The target region is a portion of the frame image, and includes a
subject photographed by the stereo camera generating the frame
image.
[0090] When the image pair processing apparatus receives a pair of
a plurality of frame images generated from a plurality of image
sensors included in the stereo camera, the image pair processing
apparatus may generate a target region including a subject from
each of the frame images. When the stereo camera includes two image
sensors, the image pair processing apparatus receives a pair of a
first frame image and a second frame image. The image pair
processing apparatus may generate the target region including the
subject from each of the first frame image and the second frame
image of the image pair.
[0091] In operation 720, the image pair processing apparatus
determines a disparity range of the target region. That is, the
image pair processing apparatus may determine a range estimated to
include a disparity associated with the subject included in the
target region. The image pair processing apparatus may identify a
target region extracted from any one frame image of the frame
images and a corresponding region having a position, a shape, and a
size identical to those of the target region from other frame
images. The image pair processing apparatus may calculate a
brightness difference between the target region and the
corresponding region.
[0092] The image pair processing apparatus may calculate the
brightness difference between the target region and the
corresponding region from a plurality of corresponding regions. In
more detail, the image pair processing apparatus may calculate the
brightness difference between the target region and the
corresponding region by horizontally moving the corresponding
region in parallel at an height identical to that of the target
region. That is, x-coordinates of the corresponding region are
changed while y-coordinates are fixed.
[0093] The disparity range may be determined to include an amount
of parallel movement (that is, disparity) of the corresponding
region having the minimum brightness difference. For example, the
image pair processing apparatus may determine the disparity range
by applying the amount of parallel movement of the corresponding
region having the minimum brightness difference to Equation 1 and
Equation 2. Thus, the disparity range may be determined as a
portion of an entire range in which the corresponding region is
capable of moving in parallel.
[0094] In operation 730, the image pair processing apparatus
extracts feature points in the target region. The image pair
processing apparatus may extract the feature points from the target
region of each of the frame images of the image pair.
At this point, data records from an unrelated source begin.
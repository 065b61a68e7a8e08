//! Policies governing crash handling and revive pacing.
//!
//! - [`CrashPolicy`] — whether a parent crashes with its children.
//! - [`BackoffPolicy`] — how revive delays grow after repeated crashes.
//! - [`JitterPolicy`] — randomization applied to revive delays.

mod backoff;
mod crash;
mod jitter;

pub use backoff::BackoffPolicy;
pub use crash::CrashPolicy;
pub use jitter::JitterPolicy;
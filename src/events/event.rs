//! # Lifecycle events published by services and their activities.
//!
//! [`EventKind`] classifies events across three groups:
//! - **Service lifecycle**: state transitions, crashes, dependency changes.
//! - **Activity lifecycle**: start, stop, crash, timer overruns, drain escalation.
//! - **Delivery faults**: subscriber overflow and panics.
//!
//! The [`Event`] struct carries metadata: timestamps, service and activity
//! names, the new state, error text, delays, and overrun counts.
//!
//! ## Ordering
//! Each event gets a process-wide monotonically increasing sequence number
//! (`seq`), so consumers can order events correctly even when async channels
//! deliver them interleaved.

use std::sync::atomic::{AtomicU64, Ordering as AtomicOrdering};
use std::time::{Duration, SystemTime};

use crate::state::ServiceState;

/// Sequence counter shared by all events in the process.
static EVENT_SEQ: AtomicU64 = AtomicU64::new(0);

/// Classification of runtime events.
#[non_exhaustive]
#[derive(Debug, Clone, Copy, PartialEq, Eq)]
pub enum EventKind {
    // === Service lifecycle ===
    /// A service moved to a new lifecycle state (carried in `state`).
    StateChanged,
    /// A service crashed; `error` carries the reason.
    ServiceCrashed,
    /// A child was attached to a parent (declared or runtime).
    DependencyAdded,

    // === Activities ===
    /// An activity began executing.
    ActivityStarted,
    /// An activity finished or observed cancellation and unwound.
    ActivityStopped,
    /// An activity raised; `error` carries the reason.
    ActivityCrashed,
    /// A timer handler overran its period; `missed` counts skipped fires.
    TimerOverrun,

    // === Shutdown ===
    /// Drain exceeded the grace deadline; escalating to cancellation.
    DrainEscalated,
    /// Activities survived the hard grace and were force-dropped.
    StopTimedOut,

    // === Supervisor strategies ===
    /// A revive of a crashed service was scheduled (`delay` set).
    ReviveScheduled,
    /// A crashed service was forfeited instead of revived.
    ReviveForfeited,
    /// The revive budget was exhausted; the strategy is crashing.
    ReviveExhausted,

    // === Delivery faults ===
    /// A subscriber's queue was full; an event was dropped for it.
    SubscriberOverflow,
    /// A subscriber panicked while handling an event.
    SubscriberPanicked,
}

/// A runtime event with optional metadata.
#[derive(Clone, Debug)]
pub struct Event {
    /// Monotonically increasing sequence number for ordering.
    pub seq: u64,
    /// Wall-clock timestamp; may go backwards, use for display only.
    pub at: SystemTime,
    /// The kind of event.
    pub kind: EventKind,
    /// Name of the service this event concerns.
    pub service: Option<String>,
    /// Name of the activity, if the event concerns one.
    pub activity: Option<String>,
    /// New lifecycle state, for [`EventKind::StateChanged`].
    pub state: Option<ServiceState>,
    /// Error text, if the event represents a failure.
    pub error: Option<String>,
    /// Why the transition happened, for non-failure causes.
    pub reason: Option<String>,
    /// Delay before a scheduled revive.
    pub delay: Option<Duration>,
    /// Number of timer fires skipped due to handler overrun.
    pub missed: Option<u64>,
}

impl Event {
    /// Creates an event of the given kind stamped with the current time and
    /// the next sequence number.
    pub fn now(kind: EventKind) -> Self {
        Self {
            seq: EVENT_SEQ.fetch_add(1, AtomicOrdering::Relaxed),
            at: SystemTime::now(),
            kind,
            service: None,
            activity: None,
            state: None,
            error: None,
            reason: None,
            delay: None,
            missed: None,
        }
    }

    /// Attaches the service name.
    pub fn with_service(mut self, name: impl Into<String>) -> Self {
        self.service = Some(name.into());
        self
    }

    /// Attaches the activity name.
    pub fn with_activity(mut self, name: impl Into<String>) -> Self {
        self.activity = Some(name.into());
        self
    }

    /// Attaches the new lifecycle state.
    pub fn with_state(mut self, state: ServiceState) -> Self {
        self.state = Some(state);
        self
    }

    /// Attaches error text.
    pub fn with_error(mut self, msg: impl Into<String>) -> Self {
        self.error = Some(msg.into());
        self
    }

    /// Attaches a human-readable cause.
    pub fn with_reason(mut self, reason: impl Into<String>) -> Self {
        self.reason = Some(reason.into());
        self
    }

    /// Attaches a revive delay.
    pub fn with_delay(mut self, d: Duration) -> Self {
        self.delay = Some(d);
        self
    }

    /// Attaches a missed-fire count.
    pub fn with_missed(mut self, n: u64) -> Self {
        self.missed = Some(n);
        self
    }
}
[0095] In operation 740, the image pair processing apparatus
generates a connection graph by connecting the extracted feature
points. Nodes of the connection graph indicate feature points, and
the nodes may be connected to each other based on a horizontal
distance, a vertical distance, or a Euclidean distance between the
feature points. The image pair processing apparatus may connect a
predetermined feature point to other feature points between which a
horizontal distance is shortest. The image pair processing
apparatus may connect a predetermined feature point to other
feature points between which a vertical distance is shortest. The
image pair processing apparatus may connect a predetermined feature
point to other feature points between which a Euclidean distance is
shortest. The connection graph may be generated for each target
region of each of the frame images.
[0096] In operation 750, the image pair processing apparatus
generates a minimum tree from the generated connection graph. The
minimum tree may be generated for each target region of each of the
frame images corresponding to the connection graph, and all feature
points included in the target region may be used as nodes. The
image pair processing apparatus may determine a weight of each edge
of the connection graph based on a spatial distance between two
feature points that are connected along an edge. The image pair
processing apparatus may select an edge of which a sum of weights
is minimized, and generate the minimum tree based on the selected
edge.
[0097] In operation 760, the image pair processing apparatus
determines costs for matching the nodes of the minimum tree. That
is, because the nodes correspond to the feature points, costs for
matching the feature points may be determined from different frame
images. The costs may be determined based on a brightness of the
target region and the disparity range determined in operation 720.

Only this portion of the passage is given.